Russian President Vladimir Putin, who has always walked and talked softly in
public, has been careful not to confront the United States head on. Indeed, he
is currently being severely criticized in Moscow for cooperating with the new
U.S. military presence in the Caucasus republic of Georgia to root out al Qaeda
groups entrenched there.
Therefore so far, Putin has not responded to any of these U.S. moves with
anger. But the rage in Moscow both in the press and among key policymakers has
been palpable. Fierce-anti-American sentiments are far more commonly held and
expressed among both groups than they ever where in the last years of the Soviet
Union under President Mikhail Gorbachev.
There is no sense of alarm or concern either at Foggy Bottom or across the
Potomac in the Pentagon that President Putrin may be willing or capable of
taking hostile and harmful action to U.S. interests in retaliation for policies
and insults. There is certainly no thought at all given to the possibility that
even if he maintains cautious cooperation with Washington, he may be in danger
of being eventually toppled and replaced with others who would prefer
confrontation.
Yet Putin himself last June 15 signed a far reaching agreement to set up the
Shanghai Cooperation Organization, or Shanghai Pact, a Eurasian military defense
organization teaming Russia and China that was modeled on the old Soviet-led
Warsaw Pact. It openly proclaimed its ambition of expelling U.S. influence from
the heartland of Asia. Since then U.S. influence in the short term has grown
exponentially there. But it remains to be seen if that influence is sustainable
in the long term.
The U.S. influence in Central Asia that now so angers Russians is being
defended by administration officials as being strategically crucial to maintain
open access to the new oil and gas reserves being developed in the Caspian
Basin.
But the Caspian Basin is hundreds of miles to the west of nations like
Uzbekistan and Afghanistan where the new U.S. presence is being established. And
even if it were far closer, the odds are overwhelming against the United States
being able to establish itself as a permanent presence in a region it has never
known and does not understand. And it will have to maintain that presence in the
face of opposition from the Russians, Chinese and Iranians who surround it on
every side.
Besides, the more the United States pours resources into maintaining a
military presence, the less it will have to maintain its simultaneous presence
in the Persian Gulf and to defend Taiwan. And in both regions, current U.S.

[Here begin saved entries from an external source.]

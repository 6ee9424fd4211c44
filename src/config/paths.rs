//! Path management for backup-steward
//!
//! ## Path Resolution Order
//!
//! 1. `BACKUP_STEWARD_DIR` environment variable (if set)
//! 2. The platform configuration directory (`~/.config/backup-steward` on
//!    Linux, `~/Library/Application Support/...` on macOS, `%APPDATA%` on Windows)

use std::path::PathBuf;

use directories::ProjectDirs;

use crate::error::StewardError;

/// Environment variable overriding the base directory
pub const DIR_ENV_VAR: &str = "BACKUP_STEWARD_DIR";

/// Manages all paths used by backup-steward
#[derive(Debug, Clone)]
pub struct StewardPaths {
    /// Base directory for all steward state
    base_dir: PathBuf,
}

impl StewardPaths {
    /// Create a new StewardPaths instance
    ///
    /// # Errors
    ///
    /// Returns an error if no home directory can be determined.
    pub fn new() -> Result<Self, StewardError> {
        let base_dir = match std::env::var(DIR_ENV_VAR) {
            Ok(custom) => PathBuf::from(custom),
            Err(_) => resolve_default_path()?,
        };

        Ok(Self { base_dir })
    }

    /// Create StewardPaths with a custom base directory (useful for testing)
    pub fn with_base_dir(base_dir: PathBuf) -> Self {
        Self { base_dir }
    }

    /// Get the base directory
    pub fn base_dir(&self) -> &PathBuf {
        &self.base_dir
    }

    /// Get the path to the default configuration file
    pub fn config_file(&self) -> PathBuf {
        self.base_dir.join("config.yaml")
    }

    /// Get the path to the event journal
    pub fn journal_file(&self) -> PathBuf {
        self.base_dir.join("events.log")
    }

    /// Get the directory that holds per-run temporary directories
    pub fn temp_dir(&self) -> PathBuf {
        self.base_dir.join("tmp")
    }

    /// Ensure the base and temporary directories exist
    pub fn ensure_directories(&self) -> Result<(), StewardError> {
        std::fs::create_dir_all(&self.base_dir)
            .map_err(|e| StewardError::Io(format!("Failed to create base directory: {}", e)))?;

        std::fs::create_dir_all(self.temp_dir()).map_err(|e| {
            StewardError::Io(format!("Failed to create temporary directory: {}", e))
        })?;

        Ok(())
    }

    /// Check if a configuration file has been written
    pub fn is_initialized(&self) -> bool {
        self.config_file().exists()
    }
}

fn resolve_default_path() -> Result<PathBuf, StewardError> {
    ProjectDirs::from("", "", "backup-steward")
        .map(|dirs| dirs.config_dir().to_path_buf())
        .ok_or_else(|| StewardError::Config("Could not determine a home directory".into()))
}
//! Tasks and the pipeline that chains them
//!
//! A pipeline runs at most once; each task decides whether to call the rest.

use std::cell::Cell;
use std::fmt;

use tracing::debug;

use super::action::RunContext;
use crate::error::{StewardError, StewardResult};

/// Where a pipeline is in its run
#[derive(Debug, Clone, Copy, PartialEq, Eq)]
pub enum PipelineState {
    Pending,
    /// Index of the task currently running
    Running(usize),
    Succeeded,
    Failed,
}

impl PipelineState {
    pub fn is_terminal(&self) -> bool {
        matches!(self, PipelineState::Succeeded | PipelineState::Failed)
    }
}

impl fmt::Display for PipelineState {
    fn fmt(&self, f: &mut fmt::Formatter<'_>) -> fmt::Result {
        match self {
            PipelineState::Pending => write!(f, "pending"),
            PipelineState::Running(index) => write!(f, "running task {}", index),
            PipelineState::Succeeded => write!(f, "succeeded"),
            PipelineState::Failed => write!(f, "failed"),
        }
    }
}

/// One step of a pipeline
pub trait Task<P> {
    /// Name used in logs
    fn name(&self) -> &'static str;

    /// Do the work, calling `next.run(passable, ctx)` to continue
    fn handle(
        &self,
        passable: &mut P,
        ctx: &RunContext<'_>,
        next: Next<'_, P>,
    ) -> StewardResult<()>;
}

/// The rest of the pipeline after the current task
pub struct Next<'a, P> {
    tasks: &'a [Box<dyn Task<P>>],
    index: usize,
    state: &'a Cell<PipelineState>,
}

impl<P> Next<'_, P> {
    /// Run the remaining tasks
    pub fn run(self, passable: &mut P, ctx: &RunContext<'_>) -> StewardResult<()> {
        let Some(task) = self.tasks.get(self.index) else {
            return Ok(());
        };

        self.state.set(PipelineState::Running(self.index));
        debug!(task = task.name(), index = self.index, run = %ctx.run_id(), "Running task");

        task.handle(
            passable,
            ctx,
            Next {
                tasks: self.tasks,
                index: self.index + 1,
                state: self.state,
            },
        )
    }

    /// Number of tasks still to run
    pub fn remaining(&self) -> usize {
        self.tasks.len().saturating_sub(self.index)
    }
}

/// An ordered list of tasks that runs once
pub struct Pipeline<P> {
    tasks: Vec<Box<dyn Task<P>>>,
    state: Cell<PipelineState>,
}

impl<P> Default for Pipeline<P> {
    fn default() -> Self {
        Self {
            tasks: Vec::new(),
            state: Cell::new(PipelineState::Pending),
        }
    }
}

impl<P> Pipeline<P> {
    pub fn new() -> Self {
        Self::default()
    }

    /// Append a task
    pub fn through(mut self, task: impl Task<P> + 'static) -> Self {
        self.tasks.push(Box::new(task));
        self
    }

    pub fn state(&self) -> PipelineState {
        self.state.get()
    }

    pub fn len(&self) -> usize {
        self.tasks.len()
    }

    pub fn is_empty(&self) -> bool {
        self.tasks.is_empty()
    }

    pub fn task_names(&self) -> Vec<&'static str> {
        self.tasks.iter().map(|t| t.name()).collect()
    }

    /// Run every task in order, stopping at the first error
    pub fn run(&self, passable: &mut P, ctx: &RunContext<'_>) -> StewardResult<()> {
        if self.state.get() != PipelineState::Pending {
            return Err(StewardError::Config(format!(
                "Pipeline cannot run again, it is {}",
                self.state.get()
            )));
        }

        let first = Next {
            tasks: &self.tasks,
            index: 0,
            state: &self.state,
        };

        let result = first.run(passable, ctx);
        self.state.set(if result.is_ok() {
            PipelineState::Succeeded
        } else {
            PipelineState::Failed
        });
        result
    }
}

#[cfg(test)]
mod tests {
    use super::*;
    use crate::events::EventDispatcher;

    #[derive(Default)]
    struct Trace {
        visited: Vec<&'static str>,
    }

    struct Step(&'static str);

    impl Task<Trace> for Step {
        fn name(&self) -> &'static str {
            self.0
        }

        fn handle(
            &self,
            passable: &mut Trace,
            ctx: &RunContext<'_>,
            next: Next<'_, Trace>,
        ) -> StewardResult<()> {
            passable.visited.push(self.0);
            next.run(passable, ctx)
        }
    }

    struct Fail;

    impl Task<Trace> for Fail {
        fn name(&self) -> &'static str {
            "fail"
        }

        fn handle(
            &self,
            passable: &mut Trace,
            _ctx: &RunContext<'_>,
            _next: Next<'_, Trace>,
        ) -> StewardResult<()> {
            passable.visited.push("fail");
            Err(StewardError::Config("stop".into()))
        }
    }

    /// Records what happened after the rest of the pipeline returned
    struct Around;

    impl Task<Trace> for Around {
        fn name(&self) -> &'static str {
            "around"
        }

        fn handle(
            &self,
            passable: &mut Trace,
            ctx: &RunContext<'_>,
            next: Next<'_, Trace>,
        ) -> StewardResult<()> {
            let result = next.run(passable, ctx);
            passable.visited.push("after");
            result
        }
    }

    #[test]
    fn test_runs_in_order() {
        let events = EventDispatcher::new();
        let ctx = RunContext::new(&events);
        let pipeline = Pipeline::new()
            .through(Step("a"))
            .through(Step("b"))
            .through(Step("c"));
        let mut trace = Trace::default();

        pipeline.run(&mut trace, &ctx).unwrap();

        assert_eq!(trace.visited, vec!["a", "b", "c"]);
        assert_eq!(pipeline.state(), PipelineState::Succeeded);
    }

    #[test]
    fn test_error_skips_remaining_tasks() {
        let events = EventDispatcher::new();
        let ctx = RunContext::new(&events);
        let pipeline = Pipeline::new()
            .through(Step("a"))
            .through(Fail)
            .through(Step("never"));
        let mut trace = Trace::default();

        assert!(pipeline.run(&mut trace, &ctx).is_err());
        assert_eq!(trace.visited, vec!["a", "fail"]);
        assert_eq!(pipeline.state(), PipelineState::Failed);
    }

    #[test]
    fn test_task_sees_result_of_the_rest() {
        let events = EventDispatcher::new();
        let ctx = RunContext::new(&events);
        let pipeline = Pipeline::new().through(Around).through(Fail);
        let mut trace = Trace::default();

        assert!(pipeline.run(&mut trace, &ctx).is_err());
        assert_eq!(trace.visited, vec!["fail", "after"]);
    }

    #[test]
    fn test_runs_only_once() {
        let events = EventDispatcher::new();
        let ctx = RunContext::new(&events);
        let pipeline = Pipeline::new().through(Step("a"));
        let mut trace = Trace::default();

        pipeline.run(&mut trace, &ctx).unwrap();
        let err = pipeline.run(&mut trace, &ctx).unwrap_err();
        assert!(err.is_config());
        assert_eq!(trace.visited, vec!["a"]);
        assert_eq!(pipeline.state(), PipelineState::Succeeded);
    }

    #[test]
    fn test_empty_pipeline_succeeds() {
        let events = EventDispatcher::new();
        let ctx = RunContext::new(&events);
        let pipeline: Pipeline<Trace> = Pipeline::new();

        pipeline.run(&mut Trace::default(), &ctx).unwrap();
        assert_eq!(pipeline.state(), PipelineState::Succeeded);
        assert!(pipeline.is_empty());
    }
}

policies require maintaining overwhelming military superiority for the
indefinite future against powerful regional powers fiercely opposed to them.
Of course, if Russia really doesn't matter any more, these traditional
arguments of geopolitical common sense would no longer apply. And the opinion is
now virtually universally held across the Bush administration that Russia indeed
remains prostrate and will not matter for a very long time to come, if ever
again.
Perhaps they are correct. But a lot of powerful and important people --
including Napoleon Bonaparte and Adolf Hitler -- have destroyed themselves and
their countries in that same belief.